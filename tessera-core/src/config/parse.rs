//! Line-based TOML subset parser
//!
//! Handles only what `display.toml` needs:
//! - `[section]` headers (`panel`, `refresh`, `touch`, `loop`)
//! - `key = value` with integers, booleans and basic (`"..."`) or literal
//!   (`'...'`) strings without escapes
//! - `#` comments, whole-line or trailing
//!
//! Arrays, inline tables, multi-line strings and dotted keys are not
//! supported. The build script checks the file with a full TOML parser, so
//! this one can stay small.

use core::str::FromStr;

use heapless::String;

use super::types::{ConfigError, DisplayConfig};
use crate::panel::PanelKind;

#[derive(Debug, Clone, Copy, PartialEq, Eq)]
enum Section {
    Root,
    Panel,
    Refresh,
    Touch,
    Loop,
}

/// Parse configuration text, then validate it
pub fn parse_config(input: &str) -> Result<DisplayConfig, ConfigError> {
    let mut config = DisplayConfig::new();
    let mut section = Section::Root;

    for line in input.lines() {
        let line = line.trim();

        if line.is_empty() || line.starts_with('#') {
            continue;
        }

        if line.starts_with('[') {
            section = parse_section_header(line)?;
            continue;
        }

        let (key, value) = parse_key_value(line).ok_or(ConfigError::InvalidValue)?;
        apply_value(&mut config, section, key, value)?;
    }

    config.validate()?;
    Ok(config)
}

fn parse_section_header(line: &str) -> Result<Section, ConfigError> {
    let header = strip_comment(line)
        .strip_prefix('[')
        .and_then(|rest| rest.strip_suffix(']'))
        .ok_or(ConfigError::InvalidSection)?;

    match header.trim() {
        "panel" => Ok(Section::Panel),
        "refresh" => Ok(Section::Refresh),
        "touch" => Ok(Section::Touch),
        "loop" => Ok(Section::Loop),
        _ => Err(ConfigError::InvalidSection),
    }
}

fn apply_value(
    config: &mut DisplayConfig,
    section: Section,
    key: &str,
    value: &str,
) -> Result<(), ConfigError> {
    match (section, key) {
        (Section::Root, "name") => {
            config.name =
                String::try_from(parse_string(value)?).map_err(|_| ConfigError::InvalidValue)?;
        }

        (Section::Panel, "kind") => config.panel.kind = parse_kind(value)?,
        (Section::Panel, "width") => config.panel.width = parse_int(value)?,
        (Section::Panel, "height") => config.panel.height = parse_int(value)?,
        (Section::Panel, "buffer_divisor") => config.panel.buffer_divisor = parse_int(value)?,
        (Section::Panel, "double_buffer") => config.panel.double_buffer = parse_bool(value)?,
        (Section::Panel, "threshold") => config.panel.threshold = parse_int(value)?,

        (Section::Refresh, "min_interval_ms") => config.refresh.min_interval_ms = parse_int(value)?,
        (Section::Refresh, "sleep_when_idle") => {
            config.refresh.sleep_when_idle = parse_bool(value)?
        }

        (Section::Touch, "enabled") => config.touch.enabled = parse_bool(value)?,
        (Section::Touch, "min_x") => config.touch.min_x = parse_int(value)?,
        (Section::Touch, "max_x") => config.touch.max_x = parse_int(value)?,
        (Section::Touch, "min_y") => config.touch.min_y = parse_int(value)?,
        (Section::Touch, "max_y") => config.touch.max_y = parse_int(value)?,

        (Section::Loop, "tick_ms") => config.loop_.tick_ms = parse_int(value)?,

        _ => return Err(ConfigError::UnknownKey),
    }
    Ok(())
}

/// Split `key = value`, dropping a trailing comment outside quotes
fn parse_key_value(line: &str) -> Option<(&str, &str)> {
    let eq_pos = line.find('=')?;
    let key = line[..eq_pos].trim();
    let value = strip_comment(&line[eq_pos + 1..]);

    if key.is_empty() || value.is_empty() {
        return None;
    }

    Some((key, value))
}

/// Cut at the first `#` outside a quoted string, then trim
fn strip_comment(text: &str) -> &str {
    let mut quote = None;
    for (i, c) in text.char_indices() {
        match (quote, c) {
            (None, '#') => return text[..i].trim(),
            (None, '"' | '\'') => quote = Some(c),
            (Some(open), _) if c == open => quote = None,
            _ => {}
        }
    }
    text.trim()
}

/// Quoted string body; basic strings may not use escapes
fn parse_string(value: &str) -> Result<&str, ConfigError> {
    let literal = value
        .strip_prefix('\'')
        .and_then(|rest| rest.strip_suffix('\''))
        .filter(|inner| !inner.contains('\''));
    let basic = value
        .strip_prefix('"')
        .and_then(|rest| rest.strip_suffix('"'))
        .filter(|inner| !inner.contains(['"', '\\']));
    literal.or(basic).ok_or(ConfigError::InvalidValue)
}

/// Parse an integer, allowing TOML `_` digit separators
fn parse_int<T: FromStr>(value: &str) -> Result<T, ConfigError> {
    let mut digits: String<16> = String::new();
    for c in value.chars().filter(|c| *c != '_') {
        digits.push(c).map_err(|_| ConfigError::InvalidValue)?;
    }
    digits.parse().map_err(|_| ConfigError::InvalidValue)
}

fn parse_bool(value: &str) -> Result<bool, ConfigError> {
    match value {
        "true" => Ok(true),
        "false" => Ok(false),
        _ => Err(ConfigError::InvalidValue),
    }
}

fn parse_kind(value: &str) -> Result<PanelKind, ConfigError> {
    match parse_string(value)? {
        "raster" => Ok(PanelKind::Raster),
        "mono" => Ok(PanelKind::Mono),
        _ => Err(ConfigError::InvalidValue),
    }
}

#[cfg(test)]
mod tests {
    use super::*;
    use crate::config::MAX_NAME_LEN;

    const TFT: &str = r#"
# ILI9341 with resistive touch
name = "ili9341-touch"

[panel]
kind = "raster"
width = 320
height = 240
buffer_divisor = 6     # 40-row bands
double_buffer = true
threshold = 200

[touch]
enabled = true
min_x = 200
max_x = 3_700
min_y = 240
max_y = 3800

[loop]
tick_ms = 3
"#;

    const EPAPER: &str = r#"
name = "epd-7in5-v2"

[panel]
kind = "mono"
width = 800
height = 480
buffer_divisor = 24

[refresh]
min_interval_ms = 3000
sleep_when_idle = true

[touch]
enabled = false

[loop]
tick_ms = 100
"#;

    #[test]
    fn test_parse_tft_config() {
        let config = parse_config(TFT).unwrap();
        assert_eq!(config.name.as_str(), "ili9341-touch");
        assert_eq!(config.panel.kind, PanelKind::Raster);
        assert_eq!(config.panel.width, 320);
        assert_eq!(config.panel.buffer_divisor, 6);
        assert!(config.panel.double_buffer);
        assert_eq!(config.touch.max_x, 3700);
        assert_eq!(config.loop_.tick_ms, 3);
        assert_eq!(config.refresh.min_interval_ms, 3000);
    }

    #[test]
    fn test_parse_epaper_config() {
        let config = parse_config(EPAPER).unwrap();
        assert_eq!(config.panel.kind, PanelKind::Mono);
        assert_eq!(config.panel.size().pixels(), 800 * 480);
        assert_eq!(config.panel.threshold, 200);
        assert!(config.refresh.sleep_when_idle);
        assert!(!config.touch.enabled);
        assert_eq!(config.loop_.tick_ms, 100);
    }

    #[test]
    fn test_shipped_configs_parse() {
        let tft = parse_config(include_str!("../../../tessera-firmware/display.toml")).unwrap();
        assert_eq!(tft.panel.kind, PanelKind::Raster);
        assert_eq!(tft.panel.buffer_divisor, 6);

        let epaper =
            parse_config(include_str!("../../../tessera-firmware/configs/epaper.toml")).unwrap();
        assert_eq!(epaper.panel.kind, PanelKind::Mono);
        assert!(epaper.refresh.sleep_when_idle);
    }

    #[test]
    fn test_empty_input_gives_defaults() {
        assert_eq!(parse_config(""), Ok(DisplayConfig::new()));
    }

    #[test]
    fn test_unknown_section() {
        assert_eq!(
            parse_config("[backlight]\nlevel = 3\n"),
            Err(ConfigError::InvalidSection)
        );
        assert_eq!(parse_config("[panel\n"), Err(ConfigError::InvalidSection));
    }

    #[test]
    fn test_unknown_key() {
        assert_eq!(parse_config("[loop]\ntick = 5\n"), Err(ConfigError::UnknownKey));
        assert_eq!(
            parse_config("[panel]\ndepth = 3\n"),
            Err(ConfigError::UnknownKey)
        );
        assert_eq!(
            parse_config("[loop]\nwidth = 3\n"),
            Err(ConfigError::UnknownKey)
        );
    }

    #[test]
    fn test_invalid_values() {
        assert_eq!(
            parse_config("[panel]\nwidth = wide\n"),
            Err(ConfigError::InvalidValue)
        );
        assert_eq!(
            parse_config("[panel]\nthreshold = 256\n"),
            Err(ConfigError::InvalidValue)
        );
        assert_eq!(
            parse_config("[panel]\nkind = \"oled\"\n"),
            Err(ConfigError::InvalidValue)
        );
        assert_eq!(
            parse_config("[touch]\nenabled = yes\n"),
            Err(ConfigError::InvalidValue)
        );
        assert_eq!(parse_config("name = unquoted\n"), Err(ConfigError::InvalidValue));
        assert_eq!(parse_config("[panel]\nwidth\n"), Err(ConfigError::InvalidValue));
    }

    #[test]
    fn test_parse_runs_validation() {
        assert_eq!(
            parse_config("[panel]\nbuffer_divisor = 0\n"),
            Err(ConfigError::ZeroDivisor)
        );
    }

    #[test]
    fn test_comment_inside_string_is_kept() {
        let config = parse_config("name = \"panel #2\" # trailing\n").unwrap();
        assert_eq!(config.name.as_str(), "panel #2");

        let config = parse_config("name = 'a # b' # 'quoted' comment\n").unwrap();
        assert_eq!(config.name.as_str(), "a # b");
    }

    #[test]
    fn test_section_header_with_comment() {
        let config = parse_config("[panel] # TFT\nwidth = 480 # wide\n").unwrap();
        assert_eq!(config.panel.width, 480);
        assert_eq!(
            parse_config("[panel] extra\n"),
            Err(ConfigError::InvalidSection)
        );
    }

    #[test]
    fn test_literal_strings() {
        let config = parse_config("name = 'tft'\n[panel]\nkind = 'mono'\n").unwrap();
        assert_eq!(config.name.as_str(), "tft");
        assert_eq!(config.panel.kind, PanelKind::Mono);
        assert_eq!(parse_config("name = 'tft\"\n"), Err(ConfigError::InvalidValue));
        assert_eq!(parse_config("name = \"a\"b\"\n"), Err(ConfigError::InvalidValue));
        assert_eq!(parse_config("name = \"a\\\\b\"\n"), Err(ConfigError::InvalidValue));

        let config = parse_config("name = 'say \"hi\"'\n").unwrap();
        assert_eq!(config.name.as_str(), "say \"hi\"");
    }

    #[test]
    fn test_name_length_limit() {
        let longest = "name = \"abcdefghijklmnopqrstuvwx\"\n";
        assert_eq!(parse_config(longest).unwrap().name.len(), MAX_NAME_LEN);
        assert_eq!(
            parse_config("name = \"abcdefghijklmnopqrstuvwxy\"\n"),
            Err(ConfigError::InvalidValue)
        );
    }
}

__________________________________________________

__Problem to work on__.
Look over the listing above. Pick out and copy every line that includes "true".

__Response to the task__.
        "true" => Ok(true),
double_buffer = true
enabled = true
sleep_when_idle = true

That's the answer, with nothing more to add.